What you need to do:
What lines of the material below include the string "lifecycle"? Copy all of them.

Data:
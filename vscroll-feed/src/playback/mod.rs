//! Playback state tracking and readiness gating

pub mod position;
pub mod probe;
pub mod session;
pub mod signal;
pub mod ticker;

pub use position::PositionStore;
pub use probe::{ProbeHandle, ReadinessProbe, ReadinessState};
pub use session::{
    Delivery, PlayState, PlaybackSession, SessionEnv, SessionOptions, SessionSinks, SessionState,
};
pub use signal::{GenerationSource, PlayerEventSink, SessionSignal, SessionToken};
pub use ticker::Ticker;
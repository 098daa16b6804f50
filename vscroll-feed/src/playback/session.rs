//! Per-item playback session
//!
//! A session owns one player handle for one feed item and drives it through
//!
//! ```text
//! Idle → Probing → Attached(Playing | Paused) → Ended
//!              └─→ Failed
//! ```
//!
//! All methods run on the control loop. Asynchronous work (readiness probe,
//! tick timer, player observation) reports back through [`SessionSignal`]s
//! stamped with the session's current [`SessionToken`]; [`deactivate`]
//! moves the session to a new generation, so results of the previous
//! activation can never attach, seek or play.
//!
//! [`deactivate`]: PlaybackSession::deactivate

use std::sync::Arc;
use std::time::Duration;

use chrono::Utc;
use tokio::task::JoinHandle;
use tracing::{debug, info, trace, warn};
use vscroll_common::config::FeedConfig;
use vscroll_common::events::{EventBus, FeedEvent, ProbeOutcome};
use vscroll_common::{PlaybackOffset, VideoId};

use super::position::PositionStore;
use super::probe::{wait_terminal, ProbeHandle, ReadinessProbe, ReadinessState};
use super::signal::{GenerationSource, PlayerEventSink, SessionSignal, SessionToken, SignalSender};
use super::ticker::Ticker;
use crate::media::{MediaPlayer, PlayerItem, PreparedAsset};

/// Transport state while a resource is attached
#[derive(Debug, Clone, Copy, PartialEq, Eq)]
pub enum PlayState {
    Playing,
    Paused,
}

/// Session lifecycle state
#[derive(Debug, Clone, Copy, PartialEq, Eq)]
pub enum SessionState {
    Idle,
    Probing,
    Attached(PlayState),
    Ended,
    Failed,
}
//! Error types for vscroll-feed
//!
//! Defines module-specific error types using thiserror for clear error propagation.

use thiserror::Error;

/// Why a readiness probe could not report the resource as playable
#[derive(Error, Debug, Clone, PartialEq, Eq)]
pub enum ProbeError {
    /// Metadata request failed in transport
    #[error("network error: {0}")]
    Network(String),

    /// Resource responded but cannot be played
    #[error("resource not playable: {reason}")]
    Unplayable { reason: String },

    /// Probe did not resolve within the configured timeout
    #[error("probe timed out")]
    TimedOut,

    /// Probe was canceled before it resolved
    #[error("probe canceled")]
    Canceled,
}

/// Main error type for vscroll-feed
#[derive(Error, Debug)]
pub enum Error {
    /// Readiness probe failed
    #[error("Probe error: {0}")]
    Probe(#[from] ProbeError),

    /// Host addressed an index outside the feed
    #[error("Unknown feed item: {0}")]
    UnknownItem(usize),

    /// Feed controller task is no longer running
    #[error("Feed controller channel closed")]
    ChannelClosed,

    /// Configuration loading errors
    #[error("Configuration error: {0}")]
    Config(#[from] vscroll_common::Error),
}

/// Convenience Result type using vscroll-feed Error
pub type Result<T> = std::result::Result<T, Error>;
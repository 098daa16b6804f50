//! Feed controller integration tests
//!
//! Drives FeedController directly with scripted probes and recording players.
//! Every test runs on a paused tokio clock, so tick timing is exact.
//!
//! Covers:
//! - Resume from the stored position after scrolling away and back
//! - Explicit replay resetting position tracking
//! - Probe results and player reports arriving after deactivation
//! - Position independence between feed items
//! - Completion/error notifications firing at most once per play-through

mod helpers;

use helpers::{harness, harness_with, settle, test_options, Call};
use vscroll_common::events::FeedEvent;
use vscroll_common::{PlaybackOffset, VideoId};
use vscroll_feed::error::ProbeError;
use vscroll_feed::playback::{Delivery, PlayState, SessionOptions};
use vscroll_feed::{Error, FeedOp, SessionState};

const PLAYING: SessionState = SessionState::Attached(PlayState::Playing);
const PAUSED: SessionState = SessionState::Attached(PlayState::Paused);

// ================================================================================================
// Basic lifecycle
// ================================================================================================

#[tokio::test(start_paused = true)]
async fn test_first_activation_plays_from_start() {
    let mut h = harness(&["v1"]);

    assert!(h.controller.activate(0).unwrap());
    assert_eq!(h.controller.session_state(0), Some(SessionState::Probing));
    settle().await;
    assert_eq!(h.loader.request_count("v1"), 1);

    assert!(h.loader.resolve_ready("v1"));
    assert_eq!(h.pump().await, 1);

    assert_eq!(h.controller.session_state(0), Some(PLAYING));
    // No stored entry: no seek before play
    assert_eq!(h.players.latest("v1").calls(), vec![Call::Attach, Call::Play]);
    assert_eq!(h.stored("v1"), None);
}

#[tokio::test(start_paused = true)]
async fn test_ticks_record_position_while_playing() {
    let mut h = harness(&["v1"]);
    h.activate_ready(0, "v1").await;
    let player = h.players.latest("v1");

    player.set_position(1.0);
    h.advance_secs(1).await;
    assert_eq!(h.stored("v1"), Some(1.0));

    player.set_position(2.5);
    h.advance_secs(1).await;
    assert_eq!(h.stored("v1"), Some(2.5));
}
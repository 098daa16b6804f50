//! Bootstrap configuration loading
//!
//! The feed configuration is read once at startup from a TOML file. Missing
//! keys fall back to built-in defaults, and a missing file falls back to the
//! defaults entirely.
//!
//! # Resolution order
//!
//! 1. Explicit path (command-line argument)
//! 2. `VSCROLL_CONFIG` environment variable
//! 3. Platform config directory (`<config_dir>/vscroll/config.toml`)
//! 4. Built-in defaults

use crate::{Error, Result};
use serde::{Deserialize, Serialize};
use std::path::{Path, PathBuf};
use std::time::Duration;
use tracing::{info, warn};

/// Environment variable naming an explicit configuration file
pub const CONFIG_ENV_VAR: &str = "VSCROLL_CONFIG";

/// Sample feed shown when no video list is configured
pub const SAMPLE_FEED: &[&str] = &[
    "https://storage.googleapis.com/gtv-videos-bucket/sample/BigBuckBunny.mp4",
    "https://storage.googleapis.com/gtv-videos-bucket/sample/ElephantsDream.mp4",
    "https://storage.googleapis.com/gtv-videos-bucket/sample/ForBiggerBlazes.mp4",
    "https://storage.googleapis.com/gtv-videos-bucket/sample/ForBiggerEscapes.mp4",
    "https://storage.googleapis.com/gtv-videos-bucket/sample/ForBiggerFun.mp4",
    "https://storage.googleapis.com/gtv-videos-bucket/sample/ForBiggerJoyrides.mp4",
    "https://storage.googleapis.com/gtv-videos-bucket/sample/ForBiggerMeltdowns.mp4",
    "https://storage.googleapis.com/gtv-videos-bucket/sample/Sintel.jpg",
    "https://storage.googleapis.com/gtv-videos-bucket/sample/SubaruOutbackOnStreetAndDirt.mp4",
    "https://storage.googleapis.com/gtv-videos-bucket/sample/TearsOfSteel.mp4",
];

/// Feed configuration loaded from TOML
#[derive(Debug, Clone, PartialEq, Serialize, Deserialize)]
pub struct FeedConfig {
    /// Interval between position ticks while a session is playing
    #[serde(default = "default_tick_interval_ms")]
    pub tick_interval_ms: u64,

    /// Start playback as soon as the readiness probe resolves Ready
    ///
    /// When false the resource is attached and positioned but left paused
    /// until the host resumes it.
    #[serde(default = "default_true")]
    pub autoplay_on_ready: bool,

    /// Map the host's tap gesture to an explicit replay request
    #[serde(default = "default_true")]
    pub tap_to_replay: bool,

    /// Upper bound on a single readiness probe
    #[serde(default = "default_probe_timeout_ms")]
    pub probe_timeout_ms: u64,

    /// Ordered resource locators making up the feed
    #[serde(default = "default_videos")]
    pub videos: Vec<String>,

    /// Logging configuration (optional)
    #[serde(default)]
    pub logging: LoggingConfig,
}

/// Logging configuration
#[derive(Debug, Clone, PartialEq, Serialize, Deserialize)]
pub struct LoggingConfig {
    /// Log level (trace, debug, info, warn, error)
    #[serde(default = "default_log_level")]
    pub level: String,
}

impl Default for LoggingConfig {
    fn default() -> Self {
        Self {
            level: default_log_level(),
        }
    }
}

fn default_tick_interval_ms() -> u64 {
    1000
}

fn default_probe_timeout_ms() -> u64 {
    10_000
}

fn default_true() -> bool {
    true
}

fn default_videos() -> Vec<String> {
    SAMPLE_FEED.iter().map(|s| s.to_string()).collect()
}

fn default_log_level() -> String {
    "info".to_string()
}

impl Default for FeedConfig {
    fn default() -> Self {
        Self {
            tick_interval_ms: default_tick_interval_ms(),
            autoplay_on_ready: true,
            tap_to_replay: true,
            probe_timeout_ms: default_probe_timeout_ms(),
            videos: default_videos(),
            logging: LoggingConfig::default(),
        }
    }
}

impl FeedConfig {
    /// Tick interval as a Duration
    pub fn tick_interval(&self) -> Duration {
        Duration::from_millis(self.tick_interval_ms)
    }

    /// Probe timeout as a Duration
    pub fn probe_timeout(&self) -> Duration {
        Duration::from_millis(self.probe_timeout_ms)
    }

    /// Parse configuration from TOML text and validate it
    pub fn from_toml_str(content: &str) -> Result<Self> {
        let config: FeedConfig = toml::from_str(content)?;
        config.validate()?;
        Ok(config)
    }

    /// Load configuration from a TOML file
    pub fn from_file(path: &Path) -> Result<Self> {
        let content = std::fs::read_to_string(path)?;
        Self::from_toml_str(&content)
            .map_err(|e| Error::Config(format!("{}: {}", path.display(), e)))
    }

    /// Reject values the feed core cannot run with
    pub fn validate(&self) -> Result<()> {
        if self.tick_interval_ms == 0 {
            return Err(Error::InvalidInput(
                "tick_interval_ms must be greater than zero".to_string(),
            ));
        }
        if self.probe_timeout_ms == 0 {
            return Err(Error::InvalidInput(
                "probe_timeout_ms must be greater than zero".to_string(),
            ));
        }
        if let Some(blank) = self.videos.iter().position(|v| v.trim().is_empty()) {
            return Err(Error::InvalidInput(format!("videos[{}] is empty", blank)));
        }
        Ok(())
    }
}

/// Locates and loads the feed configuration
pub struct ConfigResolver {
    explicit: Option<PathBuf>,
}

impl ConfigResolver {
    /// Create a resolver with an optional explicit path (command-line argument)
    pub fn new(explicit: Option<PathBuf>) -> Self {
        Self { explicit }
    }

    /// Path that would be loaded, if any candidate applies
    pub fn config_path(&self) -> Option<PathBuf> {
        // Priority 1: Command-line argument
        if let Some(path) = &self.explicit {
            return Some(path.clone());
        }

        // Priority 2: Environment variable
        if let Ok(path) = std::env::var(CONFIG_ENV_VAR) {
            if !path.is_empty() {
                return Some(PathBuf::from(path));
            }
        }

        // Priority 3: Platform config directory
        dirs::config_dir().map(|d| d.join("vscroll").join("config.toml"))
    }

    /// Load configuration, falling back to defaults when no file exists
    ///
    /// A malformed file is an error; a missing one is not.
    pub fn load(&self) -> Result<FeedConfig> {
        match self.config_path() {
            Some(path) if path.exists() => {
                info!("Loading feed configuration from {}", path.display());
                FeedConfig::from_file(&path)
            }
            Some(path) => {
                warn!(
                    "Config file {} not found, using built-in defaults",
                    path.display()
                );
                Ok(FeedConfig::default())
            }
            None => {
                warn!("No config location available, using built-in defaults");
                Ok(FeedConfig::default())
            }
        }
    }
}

Answer space:
/// Session lifecycle state
// Basic lifecycle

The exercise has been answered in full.